Ce prélèvement est une sanction, puisqu'il vise à pénaliser un comportement des collectivités.

Cette sanction ne peut échapper à une censure du Conseil puisqu'elle porte sur une obligation qui dans bien des cas s'avérera irréalisable. Les prescriptions de l'article VIII de la Déclaration des Droits de l'Homme sont méconnues, tant en raison du caractère contraint de l'action urbaine des collectivités que de la proportionnalité entre le montant du prélèvement et la réalité à laquelle il s'applique.

Il est également manifeste que sont méconnus le principe de libre administration des collectivités locales et celui selon lequel les « ressources fiscales et autres ressources propres » doivent représenter une part déterminante de leurs ressources, puisque le prélèvement est opéré sur lesdites recettes et que son montant est ainsi ponctionné dans des limites susceptibles de mettre en cause ce principe. Ces atteintes à des règles constitutionnelles s'opèrent sans justification tirée de l'intérêt général.

En effet, il ne ressort ni des débats, ni des documents mis à disposition du Parlement que le Gouvernement a été en mesure d'apporter la preuve que dix ans d'application de la loi dite « SRU » ont fait progresser la mixité sociale qui est un objectif d'intérêt général pour les communes. Ceci est d'autant moins prouvé que la loi n'établit pas que les sommes prélevées dans les communes concernées seront bien réaffectées sur leur territoire, alors que le principe de la loi dite « SRU », revendiqué par le Gouvernement, n'est pas uniquement de faire progresser le nombre de logements sociaux en général mais de faire progresser le rapport dans chaque commune entre résidences principales et logements sociaux.

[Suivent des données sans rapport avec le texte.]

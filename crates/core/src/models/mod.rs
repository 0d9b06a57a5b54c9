//! Data models for Hackmate

mod user;
mod profile;
mod project;
mod hackathon;
mod team;
mod chat;
mod follow;
mod feed;
mod review;

pub use user::*;
pub use profile::*;
pub use project::*;
pub use hackathon::*;
pub use team::*;
pub use chat::*;
pub use follow::*;
pub use feed::*;
pub use review::*;
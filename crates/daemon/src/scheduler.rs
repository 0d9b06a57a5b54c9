//! Periodic lifecycle sweep scheduler
//!
//! Owns its interval loop explicitly; the binary decides when it
//! starts and the handle it runs on. A failed sweep is logged and the
//! loop keeps going, the next tick retries from current state.

use std::sync::Arc;
use std::time::Duration;

use chrono::{DateTime, Utc};
use tokio::sync::Mutex;
use tokio::time::MissedTickBehavior;
use tracing::{debug, error, info, instrument};

use hackmate_core::{run_sweep, Database, SweepOutcome};

pub struct SweepScheduler {
    db: Arc<Mutex<Database>>,
    interval: Duration,
}

impl SweepScheduler {
    pub fn new(db: Arc<Mutex<Database>>, interval: Duration) -> Self {
        Self { db, interval }
    }

    /// Run the sweep loop until the task is dropped
    pub async fn run(&self) {
        let mut ticker = tokio::time::interval(self.interval);
        // Catching up on missed ticks would just stack no-op sweeps
        ticker.set_missed_tick_behavior(MissedTickBehavior::Skip);

        info!(interval_secs = self.interval.as_secs(), "Sweep scheduler started");
        loop {
            ticker.tick().await;
            self.tick(Utc::now()).await;
        }
    }

    /// One sweep pass at the given instant
    #[instrument(skip(self))]
    pub async fn tick(&self, now: DateTime<Utc>) -> Option<SweepOutcome> {
        let mut db = self.db.lock().await;
        match run_sweep(&mut db, now) {
            Ok(outcome) => {
                if outcome.is_noop() {
                    debug!("Sweep made no changes");
                }
                Some(outcome)
            }
            Err(e) => {
                error!("Lifecycle sweep failed: {}", e);
                None
            }
        }
    }
}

En l'absence de toute statistique fiable sur l'application de la loi dite « SRU », l'aggravation des sanctions doit être contestée au regard de l'atteinte portée au principe de proportionnalité et de la libre administration des collectivités territoriales, celles-ci n'ayant plus la possibilité de déterminer pour leur territoire, leur politique de diversité de l'habitat. Autrement dit, l'objectif de mixité n'est, en réalité, pas ou plus poursuivi et on lui a substitué un nouvel objectif d'augmentation du nombre absolu de logements sociaux qui n'est pas explicité et justifié par la loi.

La finalité d'intérêt général, mise souvent en balance par rapport aux libertés constitutionnelles, est absente de ce texte et doit conduire à la censure de celui-ci, non seulement en ce qui concerne le régime des sanctions, mais aussi dans la définition des critères fixés par la loi.

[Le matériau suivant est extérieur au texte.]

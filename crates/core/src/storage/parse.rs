//! Database value parsing utilities
//!
//! Provides error-safe parsing of stored values.

use chrono::{DateTime, Utc};
use rusqlite::Error as SqlError;
use serde::de::DeserializeOwned;

use crate::models::{
    FeedRequestKind, FeedRequestStatus, FollowStatus, HackathonMode, HackathonStatus,
    ProjectStatus, Role,
};

/// Parse a DateTime from an RFC3339 string
pub fn parse_datetime(s: &str) -> Result<DateTime<Utc>, SqlError> {
    DateTime::parse_from_rfc3339(s)
        .map(|dt| dt.with_timezone(&Utc))
        .map_err(|e| {
            SqlError::FromSqlConversionFailure(0, rusqlite::types::Type::Text, Box::new(e))
        })
}

/// Parse a JSON column into a typed value
pub fn parse_json<T: DeserializeOwned>(s: &str) -> Result<T, SqlError> {
    serde_json::from_str(s).map_err(|e| {
        SqlError::FromSqlConversionFailure(0, rusqlite::types::Type::Text, Box::new(e))
    })
}

/// Convert a stored role string to Role
pub fn role_from_str(s: &str) -> Role {
    Role::from_str(s).unwrap_or(Role::Participant)
}

/// Convert a stored status string to HackathonStatus
pub fn hackathon_status_from_str(s: &str) -> HackathonStatus {
    HackathonStatus::from_str(s).unwrap_or(HackathonStatus::Pending)
}

/// Convert a stored mode string to HackathonMode
pub fn hackathon_mode_from_str(s: &str) -> HackathonMode {
    HackathonMode::from_str(s).unwrap_or(HackathonMode::Online)
}

/// Convert a stored status string to ProjectStatus
pub fn project_status_from_str(s: &str) -> ProjectStatus {
    ProjectStatus::from_str(s).unwrap_or(ProjectStatus::Open)
}

/// Convert a stored status string to FollowStatus
pub fn follow_status_from_str(s: &str) -> FollowStatus {
    FollowStatus::from_str(s).unwrap_or(FollowStatus::Pending)
}

/// Convert a stored kind string to FeedRequestKind
pub fn feed_kind_from_str(s: &str) -> FeedRequestKind {
    FeedRequestKind::from_str(s).unwrap_or(FeedRequestKind::Person)
}

/// Convert a stored status string to FeedRequestStatus
pub fn feed_status_from_str(s: &str) -> FeedRequestStatus {
    FeedRequestStatus::from_str(s).unwrap_or(FeedRequestStatus::Pending)
}

/// Extension trait for converting rusqlite Results to Option
pub trait OptionalExt<T> {
    fn optional(self) -> Result<Option<T>, SqlError>;
}

impl<T> OptionalExt<T> for Result<T, SqlError> {
    fn optional(self) -> Result<Option<T>, SqlError> {
        match self {
            Ok(v) => Ok(Some(v)),
            Err(SqlError::QueryReturnedNoRows) => Ok(None),
            Err(e) => Err(e),
        }
    }
}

En définitive, c'est l'ensemble de la loi qui se trouve concerné par cette absence de fixation des critères objectifs justifiant les mesures législatives. Par extension et par application d'un principe d'inséparabilité, c'est donc la loi, dans son ensemble, qui devra être déclarée inconstitutionnelle.

Souhaitant que ces questions soient tranchées en droit, les députés, auteurs de la présente saisine, demandent au Conseil constitutionnel de se prononcer sur ces points et sur tous ceux qu'il estimera pertinent, eu égard à la compétence et la fonction que lui confère la Constitution.